西武池袋線高麗駅〜巾着田〜金刀比羅神社〜日和田山305m〜高指山330m〜駒高〜物見山375m〜北向地蔵〜鎌北湖〜毛呂駅…新木鉱泉(泊)… 【歩行時間: 4時間40分】
 → ユガテを経由して東吾野駅へ下るコース も紹介しています。
 → 地理院地図(電子国土Web)の該当ページ(日和田山)へ


 昔、高麗(こうらい)からの帰化人が住んだという高麗(こま)の里。位置は、秩父山塊の東端(埼玉県日高市)、奥武蔵の入口、つまり関東平野の西の果て。一帯は高麗丘陵と呼ばれている。そこから私達は歩き始めた。
 高麗の里の、特異な地形の巾着田を観光 してから日和田山への登りに入る。少し登って、金刀比羅(ことひら)神社手前の岩場の辺りから振り返って眺めたその巾着田の景色が、何とも云えず美しくて印象的だった。左奥には関東平野が広がり、右手(南東の方向)には大岳山などの奥多摩の山々もよく見えていた。
 日和田山から高指山(たかさしやま)、駒高(こまたか)、物見山、北向(きたむき)地蔵と、所々自動車道とクロスしながらの穏やかな尾根歩き。芽吹いたばかりの若葉の淡い緑が目にまぶしい。
 下山路の鎌北湖から毛呂駅までのアスファルト道歩き(約1時間30分)は、少々アルバイトだった。
 毛呂からはタクシーと西武線を乗り継いで秩父に出て、今日の宿「新木鉱泉」へ。明日は金昌寺から丸山へのハイキング予定だ。

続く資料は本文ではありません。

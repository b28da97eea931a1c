use std::fs;
use std::path::Path;

use anyhow::{Context, Result};
use serde::Deserialize;

/// One caption segment. Produced upstream (transcription/format parsing is
/// not this crate's job); consumed here as already-structured records.
#[derive(Debug, Clone, Deserialize, PartialEq)]
pub struct Subtitle {
    pub start: f64,
    pub end: f64,
    pub text: String,
}

/// Word-level timing record, used only by the neon style.
#[derive(Debug, Clone, Deserialize, PartialEq)]
pub struct Word {
    pub start: f64,
    pub end: f64,
    pub text: String,
}

#[derive(Debug, Deserialize)]
#[serde(deny_unknown_fields)]
struct SubtitleDoc {
    #[serde(default)]
    segments: Vec<Subtitle>,
    #[serde(default)]
    words: Vec<Word>,
}

/// Time-ordered subtitle timeline with point lookup.
///
/// Segments may overlap in malformed upstream data; lookup deliberately
/// returns the first segment in list order whose interval contains the
/// timestamp and does not try to resolve the ambiguity.
#[derive(Debug, Clone, Default)]
pub struct SubtitleTrack {
    segments: Vec<Subtitle>,
    words: Vec<Word>,
}

impl SubtitleTrack {
    /// Builds a track, dropping records with malformed timing. Dropped
    /// records are counted and reported by the caller, never fatal.
    pub fn new(segments: Vec<Subtitle>, words: Vec<Word>) -> (Self, usize) {
        let total = segments.len() + words.len();

        let mut segments: Vec<Subtitle> = segments
            .into_iter()
            .filter(|segment| valid_interval(segment.start, segment.end))
            .collect();
        let mut words: Vec<Word> = words
            .into_iter()
            .filter(|word| valid_interval(word.start, word.end))
            .collect();

        segments.sort_by(|a, b| a.start.total_cmp(&b.start));
        words.sort_by(|a, b| a.start.total_cmp(&b.start));

        let dropped = total - segments.len() - words.len();
        (Self { segments, words }, dropped)
    }

    pub fn load(path: &Path) -> Result<Self> {
        let contents = fs::read_to_string(path)
            .with_context(|| format!("failed to read subtitles {}", path.display()))?;
        let doc: SubtitleDoc = serde_json::from_str(&contents)
            .with_context(|| format!("failed to parse subtitle json {}", path.display()))?;

        let (track, dropped) = Self::new(doc.segments, doc.words);
        if dropped > 0 {
            eprintln!(
                "[subburn] warning: skipped {dropped} subtitle record(s) with malformed timing in {}",
                path.display()
            );
        }
        Ok(track)
    }

    /// First segment whose `[start, end)` interval contains `timestamp`.
    pub fn active_at(&self, timestamp: f64) -> Option<&Subtitle> {
        self.segments
            .iter()
            .find(|segment| timestamp >= segment.start && timestamp < segment.end)
    }

    /// Words overlapping `[window_start, window_end]`, in transcript order.
    pub fn words_overlapping(&self, window_start: f64, window_end: f64) -> Vec<Word> {
        self.words
            .iter()
            .filter(|word| word.end > window_start && word.start < window_end)
            .cloned()
            .collect()
    }

    pub fn segments(&self) -> &[Subtitle] {
        &self.segments
    }

    pub fn has_words(&self) -> bool {
        !self.words.is_empty()
    }

    /// All distinct characters the renderer will have to rasterize.
    pub fn chars(&self) -> impl Iterator<Item = char> + '_ {
        self.segments.iter().flat_map(|segment| segment.text.chars())
    }
}

fn valid_interval(start: f64, end: f64) -> bool {
    start.is_finite() && end.is_finite() && start >= 0.0 && end > start
}
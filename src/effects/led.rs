//! LED dot-matrix style. The expensive part, scanning stamped text pixels
//! into dot centroids, runs only when the subtitle text changes; the per-frame
//! work is just animating and drawing the detected dots.

use crate::fonts::TextPainter;
use crate::layout::WrapCache;
use crate::raster::{Composite, CoverageMask, Rgba, Surface};
use crate::schema::RenderConfig;
use crate::subtitles::Subtitle;

use super::{block_position, stamp_block, Prng};

/// Detection tile edge in pixels; one dot per tile at most.
pub const LED_TILE_SIZE: u32 = 8;

/// Channel threshold for a pixel to count as lit text.
const WHITE_THRESHOLD: u8 = 200;

const LED_PALETTE: [Rgba; 8] = [
    [0xff, 0x00, 0x00, 0xff],
    [0xff, 0x88, 0x00, 0xff],
    [0xff, 0xff, 0x00, 0xff],
    [0x88, 0xff, 0x00, 0xff],
    [0x00, 0xff, 0x00, 0xff],
    [0x00, 0xff, 0xff, 0xff],
    [0x00, 0x88, 0xff, 0xff],
    [0x88, 0x00, 0xff, 0xff],
];

#[derive(Debug, Clone)]
struct Dot {
    x: f32,
    y: f32,
    color_index: f32,
    color_speed: f32,
    brightness: f32,
}

pub struct LedEffect {
    dots: Vec<Dot>,
    cached_text: Option<String>,
    prng: Prng,
    wrap: WrapCache,
    mask: CoverageMask,
}

impl LedEffect {
    pub fn new(seed: u64) -> Self {
        Self {
            dots: Vec::new(),
            cached_text: None,
            prng: Prng::new(seed),
            wrap: WrapCache::default(),
            mask: CoverageMask::new(0, 0),
        }
    }

    pub fn render(
        &mut self,
        surface: &mut Surface,
        aux: &mut Surface,
        painter: &mut TextPainter,
        config: &RenderConfig,
        subtitle: &Subtitle,
    ) -> anyhow::Result<()> {
        if self.cached_text.as_deref() != Some(subtitle.text.as_str()) {
            self.detect(aux, painter, config, &subtitle.text);
            self.cached_text = Some(subtitle.text.clone());
        }
        if self.dots.is_empty() {
            return Ok(());
        }

        // Backing panel behind the whole dot field.
        let mut min_x = f32::INFINITY;
        let mut max_x = f32::NEG_INFINITY;
        let mut min_y = f32::INFINITY;
        let mut max_y = f32::NEG_INFINITY;
        for dot in &self.dots {
            min_x = min_x.min(dot.x);
            max_x = max_x.max(dot.x);
            min_y = min_y.min(dot.y);
            max_y = max_y.max(dot.y);
        }
        let padding = config.font_size * 0.5;
        surface.fill_round_rect(
            min_x - padding,
            min_y - padding,
            (max_x - min_x) + padding * 2.0,
            (max_y - min_y) + padding * 2.0,
            config.font_size * 0.3,
            [0, 0, 0, 255],
            Composite::SourceOver,
        );

        let tile = LED_TILE_SIZE as f32;
        for dot in &mut self.dots {
            dot.color_index += dot.color_speed;
            if dot.color_index >= LED_PALETTE.len() as f32 {
                dot.color_index = 0.0;
            }
            dot.brightness += 0.05;
            let brightness = (dot.brightness.sin() + 1.0) / 2.0 * 0.5 + 0.5;
            let color = LED_PALETTE[dot.color_index as usize];

            surface.fill_circle(dot.x, dot.y, tile * 0.3, color, brightness, Composite::SourceOver);
            surface.fill_circle(
                dot.x,
                dot.y,
                tile * 0.5,
                color,
                brightness * 0.3,
                Composite::SourceOver,
            );
        }
        Ok(())
    }

    /// Stamps the text onto the scratch surface and converts lit pixels into
    /// dots with randomized animation phases.
    fn detect(
        &mut self,
        aux: &mut Surface,
        painter: &mut TextPainter,
        config: &RenderConfig,
        text: &str,
    ) {
        self.dots.clear();

        let lines = self
            .wrap
            .lines(painter, text, config.font_size, config.width)
            .to_vec();
        if lines.is_empty() {
            return;
        }
        let position = block_position(config, lines.len());

        if self.mask.width() != config.width || self.mask.height() != config.height {
            self.mask = CoverageMask::new(config.width, config.height);
        }
        self.mask.clear();
        stamp_block(
            painter,
            &mut self.mask,
            &lines,
            config.font_size,
            config.width,
            position,
        );

        aux.clear();
        aux.blend_mask(&self.mask, [255, 255, 255, 255], 1.0, Composite::SourceOver);

        for (x, y) in detect_dots(aux.pixels(), config.width, config.height, LED_TILE_SIZE) {
            self.dots.push(Dot {
                x,
                y,
                color_index: self.prng.next_f32() * LED_PALETTE.len() as f32,
                color_speed: 0.05 + self.prng.next_f32() * 0.1,
                brightness: self.prng.next_f32(),
            });
        }
    }

    pub fn reset_text_cache(&mut self) {
        self.dots.clear();
        self.cached_text = None;
        self.wrap.clear();
    }
}

/// Scans an RGBA buffer in square tiles. A tile yields one dot at the
/// centroid of the near-white pixels in its first row containing any;
/// deterministic for a fixed buffer.
pub fn detect_dots(pixels: &[u8], width: u32, height: u32, tile: u32) -> Vec<(f32, f32)> {
    let mut dots = Vec::new();

    let mut tile_y = 0;
    while tile_y < height {
        let mut tile_x = 0;
        while tile_x < width {
            let mut found = false;
            let mut sum_x = 0.0f32;
            let mut sum_y = 0.0f32;
            let mut count = 0u32;

            'rows: for dy in 0..tile {
                for dx in 0..tile {
                    let x = tile_x + dx;
                    let y = tile_y + dy;
                    if x >= width || y >= height {
                        continue;
                    }
                    let idx = ((y * width + x) * 4) as usize;
                    if pixels[idx] > WHITE_THRESHOLD
                        && pixels[idx + 1] > WHITE_THRESHOLD
                        && pixels[idx + 2] > WHITE_THRESHOLD
                        && pixels[idx + 3] > WHITE_THRESHOLD
                    {
                        found = true;
                        sum_x += x as f32;
                        sum_y += y as f32;
                        count += 1;
                    }
                }
                if found {
                    break 'rows;
                }
            }

            if found && count > 0 {
                dots.push((sum_x / count as f32, sum_y / count as f32));
            }
            tile_x += tile;
        }
        tile_y += tile;
    }

    dots
}

#[cfg(test)]
mod tests {
    use super::*;

    fn white_buffer(width: u32, height: u32, lit: &[(u32, u32)]) -> Vec<u8> {
        let mut pixels = vec![0u8; (width * height * 4) as usize];
        for &(x, y) in lit {
            let idx = ((y * width + x) * 4) as usize;
            pixels[idx..idx + 4].copy_from_slice(&[255, 255, 255, 255]);
        }
        pixels
    }

    #[test]
    fn one_dot_per_lit_tile_at_the_centroid() {
        // Two lit pixels on the same row of one tile, one in another tile.
        let pixels = white_buffer(32, 16, &[(2, 3), (6, 3), (20, 9)]);
        let dots = detect_dots(&pixels, 32, 16, 8);
        assert_eq!(dots.len(), 2);
        assert_eq!(dots[0], (4.0, 3.0));
        assert_eq!(dots[1], (20.0, 9.0));
    }

    #[test]
    fn detection_is_deterministic() {
        let pixels = white_buffer(64, 64, &[(1, 1), (9, 9), (33, 40), (60, 60)]);
        let first = detect_dots(&pixels, 64, 64, 8);
        let second = detect_dots(&pixels, 64, 64, 8);
        assert_eq!(first, second);
        assert_eq!(first.len(), 4);
    }

    #[test]
    fn dim_pixels_are_ignored() {
        let mut pixels = white_buffer(8, 8, &[]);
        let idx = ((3 * 8 + 3) * 4) as usize;
        pixels[idx..idx + 4].copy_from_slice(&[190, 190, 190, 255]);
        assert!(detect_dots(&pixels, 8, 8, 8).is_empty());
    }

    #[test]
    fn empty_buffer_yields_no_dots() {
        let pixels = vec![0u8; 16 * 16 * 4];
        assert!(detect_dots(&pixels, 16, 16, 8).is_empty());
    }
}
impl CoverageMask {
    pub fn new(width: u32, height: u32) -> Self {
        Self {
            width,
            height,
            data: vec![0; (width as usize) * (height as usize)],
        }
    }

    pub fn width(&self) -> u32 {
        self.width
    }

    pub fn height(&self) -> u32 {
        self.height
    }

    pub fn data(&self) -> &[u8] {
        &self.data
    }

    pub fn clear(&mut self) {
        self.data.fill(0);
    }

    pub fn is_empty(&self) -> bool {
        self.data.iter().all(|&coverage| coverage == 0)
    }

    /// Max-blends a coverage sample (overlapping glyphs keep the stronger
    /// coverage rather than double-darkening).
    pub fn accumulate(&mut self, x: i32, y: i32, coverage: u8) {
        if x < 0 || y < 0 || x >= self.width as i32 || y >= self.height as i32 {
            return;
        }
        let idx = (y as u32 * self.width + x as u32) as usize;
        self.data[idx] = self.data[idx].max(coverage);
    }

    /// Stroke band of the mask's shape: dilation minus erosion with a disc
    /// of `radius` pixels, i.e. an outline of roughly `2 * radius` width
    /// straddling the shape's edge.
    pub fn stroke_ring(&self, radius: u32) -> CoverageMask {
        let offsets = disc_offsets(radius);
        let mut out = CoverageMask::new(self.width, self.height);
        let w = self.width as i32;
        let h = self.height as i32;

        for y in 0..h {
            for x in 0..w {
                let mut max_cov = 0u8;
                let mut min_cov = 255u8;
                for &(dx, dy) in &offsets {
                    let nx = x + dx;
                    let ny = y + dy;
                    let coverage = if nx < 0 || ny < 0 || nx >= w || ny >= h {
                        0
                    } else {
                        self.data[(ny * w + nx) as usize]
                    };
                    max_cov = max_cov.max(coverage);
                    min_cov = min_cov.min(coverage);
                }
                out.data[(y * w + x) as usize] = max_cov.saturating_sub(min_cov);
            }
        }
        out
    }

    /// Separable box blur; `passes >= 3` approximates a gaussian well enough
    /// for glow halos.
    pub fn blur(&mut self, radius: u32, passes: u32) {
        if radius == 0 {
            return;
        }
        let mut scratch = vec![0u8; self.data.len()];
        for _ in 0..passes {
            box_blur_horizontal(&self.data, &mut scratch, self.width, self.height, radius);
            box_blur_vertical(&scratch, &mut self.data, self.width, self.height, radius);
        }
    }
}

fn disc_offsets(radius: u32) -> Vec<(i32, i32)> {
    let r = radius as i32;
    let r2 = r * r;
    let mut offsets = Vec::new();
    for dy in -r..=r {
        for dx in -r..=r {
            if dx * dx + dy * dy <= r2 {
                offsets.push((dx, dy));
            }
        }
    }
    offsets
}

fn box_blur_horizontal(src: &[u8], dst: &mut [u8], width: u32, height: u32, radius: u32) {
    let w = width as i32;
    let window = u32::from(2 * radius + 1);
    for y in 0..height {
        let row = (y * width) as usize;
        let mut sum: u32 = 0;
        for x in 0..=(radius.min(width.saturating_sub(1))) {
            sum += u32::from(src[row + x as usize]);
        }
        for x in 0..w {
            dst[row + x as usize] = (sum / window) as u8;
            let add = x + radius as i32 + 1;
            if add < w {
                sum += u32::from(src[row + add as usize]);
            }
            let sub = x - radius as i32;
            if sub >= 0 {
                sum -= u32::from(src[row + sub as usize]);
            }
        }
    }
}

fn box_blur_vertical(src: &[u8], dst: &mut [u8], width: u32, height: u32, radius: u32) {
    let h = height as i32;
    let window = u32::from(2 * radius + 1);
    for x in 0..width {
        let mut sum: u32 = 0;
        for y in 0..=(radius.min(height.saturating_sub(1))) {
            sum += u32::from(src[(y * width + x) as usize]);
        }
        for y in 0..h {
            dst[(y as u32 * width + x) as usize] = (sum / window) as u8;
            let add = y + radius as i32 + 1;
            if add < h {
                sum += u32::from(src[(add as u32 * width + x) as usize]);
            }
            let sub = y - radius as i32;
            if sub >= 0 {
                sum -= u32::from(src[(sub as u32 * width + x) as usize]);
            }
        }
    }
}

 35〜6年前、私達が中学生の頃、遠足で来たはずの鎌北湖の思い出のかけらを捜してみたが、思い出さえ思い出せないほど…、時間が経過していた…。

* 巾着田(きんちゃくだ) 蛇行する高麗川(荒川水系)に囲まれた、巾着のような形をした半円形の水田。現在では一部を残して休耕田となっており、コスモス畑や広場や駐車場などに利用されている。ヒガンバナ(曼珠沙華)の大群生地として近年つとに有名。
* 日和田山(ひわだやま)305m 山頂には四等三角点と大きな石塔(宝篋印塔)がある。西斜面に岩場(男岩・女岩)があり手近なロッククライミングのゲレンデとして知られている。
* 高指山(たかさしやま)330m 山頂にはNTT無線中継所の電波塔があって立入禁止になっている。ガイドブックなどのルビには“たかざすやま”と書かれてあるが、日本山名事典(三省堂)では“たかさしやま”となっている。いったいどっちがホント?
* 物見山375m 一等三角点の山だが檜林に囲まれて展望はそれほどでもない。南南東方面が僅かに開けていて、飯能市や入間市などの街並みが俯瞰できる。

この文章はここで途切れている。